菩提祖师轻轻捋过长须,“长安,你可知你娘的归墟之道,为何能容纳天地万物而不满?”
长安难得收起了嬉皮笑脸的表情,认真地想了想,摇了摇头。
“因为虚。”祖师说,“虚则能容,容则能大。你天资聪慧,但你太满了。脑子里装的东西太多,念头一个接一个,从不肯让自己空下来。你需先学一个‘虚’字。”
孙长安难得没有插科打诨,而是乖乖地点了点头:“多谢师祖指点,弟子记下了。”
祖师转向扶桑。
“扶桑,你恰好相反。”他的声音更温和了些,“你太空了。金乌的光芒能照亮万物,却从不为自己留半分。”
扶桑的头抬起来了。
“厚德载物,不是厚德没己。你是扶桑,不是任何人的影子。”祖师缓缓道,“你要学长安,学着让那颗心热起来,学着敢争、敢要、敢闯。”
扶桑点点头。“……是。”
“从今日起,长安学扶桑的沉稳,扶桑学长安的胆魄。互相磨砺,长伴修行。”
长安和扶桑双双跪倒,齐声说,“谨遵师祖教诲。”
菩提祖师微微颔首,抬手示意他们起来。两个孩子站起身退到一旁。
我凑到祖师面前,眨了眨眼:“师父,您有什么能教我的?”
菩提祖师笑了笑:“猫儿,你有自己的道,走便是了。还问为师作甚?”
“这不是……”我咬了咬下唇,把“来都来了”四个字咽回去,换了个更冠冕堂皇的说法,“好不容易见您老人家一面,您随便说点什么,我都当金科玉律记着。”
“既如此,老道便送你一句。”
我赶紧竖起耳朵。
“金木火土,四象来朝,水到穷处,自有云生。”
“多谢师父,栖迟记住了。”
我深深拜倒,在心里把祖师的话又默念了一遍。
再起身时,灵台方寸山已经消失了。
孙悟空站在我左边,孙长宁站在我右边。她冲我们笑笑,“爹,娘,我去东极妙严宫了,哪吒还在等我。”
“去吧。”我说。
孙长宁转身飞走了,混天绫在她身后飘着。
等她走远了,我转过头,拉了孙悟空一把,“你说什么时候给两个孩子办婚礼?”
孙悟空想了想,道:“李靖才死,玉帝还让哪吒关禁闭呢。虽说这小子私底下随便溜达,压根没把禁闭当回事,但明面上总得等一等。不然传出去也不好听。”

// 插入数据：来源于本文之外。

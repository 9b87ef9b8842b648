mod ai;
mod categorizer;
mod cli;
mod db;
mod error;
mod expenses;
mod fmt;
mod importer;
mod invoices;
mod models;
mod normalizer;
mod reports;
mod settings;

use clap::Parser;

use cli::{Cli, Commands, ExpensesCommands, InvoicesCommands, ReportCommands, RulesCommands};

fn init_logging(verbose: bool) {
    let level = if verbose { log::LevelFilter::Info } else { log::LevelFilter::Warn };
    env_logger::Builder::new()
        .filter_level(level)
        .parse_default_env()
        .format_timestamp_secs()
        .format_module_path(false)
        .format_target(false)
        .init();
}

#[tokio::main]
async fn main() {
    // A .env next to the binary may carry the AI key.
    dotenv::dotenv().ok();
    let cli = Cli::parse();
    init_logging(cli.verbose);
    let user = cli.user;

    let result = match cli.command {
        Commands::Init {
            data_dir,
            no_ai,
            locale,
        } => cli::init::run(data_dir, user, no_ai, locale),
        Commands::Import {
            files,
            delimiter,
            locale,
        } => cli::import::run(&files, user, delimiter, locale.as_deref()).await,
        Commands::Invoices { command } => match command {
            InvoicesCommands::List => cli::invoices::list(user),
            InvoicesCommands::Show { id } => cli::invoices::show(id, user),
            InvoicesCommands::Delete { id, force } => cli::invoices::delete(id, user, force),
        },
        Commands::Expenses { command } => match command {
            ExpensesCommands::List {
                window,
                category,
                merchant,
                uncategorized,
                limit,
            } => cli::expenses::list(user, &window, category.as_deref(), merchant, uncategorized, limit),
            ExpensesCommands::Show { id } => cli::expenses::show(id, user),
            ExpensesCommands::Add {
                date,
                merchant,
                amount,
                category,
                description,
                tags,
            } => cli::expenses::add(user, &date, merchant, amount, category.as_deref(), description, tags),
            ExpensesCommands::Update {
                id,
                date,
                merchant,
                amount,
                category,
                description,
                tags,
            } => cli::expenses::update(
                user,
                id,
                date.as_deref(),
                merchant,
                amount,
                category.as_deref(),
                description,
                tags,
            ),
            ExpensesCommands::Delete { id } => cli::expenses::delete(id, user),
            ExpensesCommands::Recategorize { id } => cli::expenses::recategorize(id, user).await,
            ExpensesCommands::Suggest { merchant } => cli::expenses::suggest(&merchant, user).await,
        },
        Commands::Categorize => cli::categorize::run(user).await,
        Commands::Rules { command } => match command {
            RulesCommands::Add {
                pattern,
                category,
                match_type,
                priority,
            } => cli::rules::add(&pattern, &category, &match_type, priority),
            RulesCommands::List => cli::rules::list(),
            RulesCommands::Delete { id } => cli::rules::delete(id),
        },
        Commands::Report { command } => match command {
            ReportCommands::Summary { window, top } => cli::report::run_summary(user, &window, top),
            ReportCommands::Trend { months, by_category } => cli::report::run_trend(user, months, by_category),
            ReportCommands::Unusual {
                window,
                k,
                min_samples,
            } => cli::report::run_unusual(user, &window, k, min_samples),
            ReportCommands::Budget { months, shrinkage } => cli::report::run_budget(user, months, shrinkage),
        },
        Commands::Export {
            format,
            output,
            window,
        } => cli::export::run(user, &format, output.as_deref(), &window),
        Commands::Status => cli::status::run(user),
    };

    if let Err(e) = result {
        eprintln!("Error: {e}");
        std::process::exit(1);
    }
}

“也是。”我换了个方向,“咱们去看看金蝉子吧。他快该上路去西天了。”
我们就牵着手,驾云往金山寺的方向去了。
到了金山寺,寺门半掩,香火稀落。我们上前叩门,一个知客僧迎出来,合掌行礼,说玄奘法师已回家侍奉父母,不在寺中。
我愣了一下,转头看孙悟空:“这倒是奇了。这小子不是一心向佛么?当初执意留在金山寺,他爹娘都劝不动。怎么如今又不念佛了?”
孙悟空摇摇头:“不清楚。去他家看看吧。”
我们驾云到了陈府上空,远远往下一看。
庭院里种着一棵大槐树,树荫底下摆着一张竹榻,榻上斜坐着一个唇红齿白的年轻人。他穿了一身月白长衫,一头乌发用一根青布带松松地束在脑后,发尾垂到腰际。膝上摊着一卷书,却不是经卷,而是一本《母猪的产后护理》。
他正偏头和旁边的人说着话,说到一半自己先笑起来,眉眼弯弯,笑声清脆。浑身上下没有半点出家人的模样。
我在云头上看了好一会儿,才把这张脸和记忆里那个五岁的小光头对上号。
跟他说话的那人是殷温娇。她坐在廊下的绣墩上,手里做着针线,被儿子逗得一笑,针都扎偏了。
这时陈光蕊从屋里端了盘切好的甜瓜出来,放在石桌上,顺手在玄奘后脑勺上轻拍了一下,像是嫌他笑得太大声。玄奘挨了打也不恼,从盘里摸了块瓜,继续边吃边笑。
这一家三口坐在槐树荫里,瓜果清茶,言笑晏晏。
江流儿长大了。他本该是玄奘法师,是唐三藏,是取经人。可他把这一切全搁在一边了。
这对吗?
我扶额看了半晌,喃喃道:“话说,他这头发留了多久了?”
孙悟空眯起眼睛估了估:“少说有三四年了。”
我摇摇头说:“三四年留不出这种长度。我怎么看都是金蝉子要还俗了,观音菩萨也不管他?”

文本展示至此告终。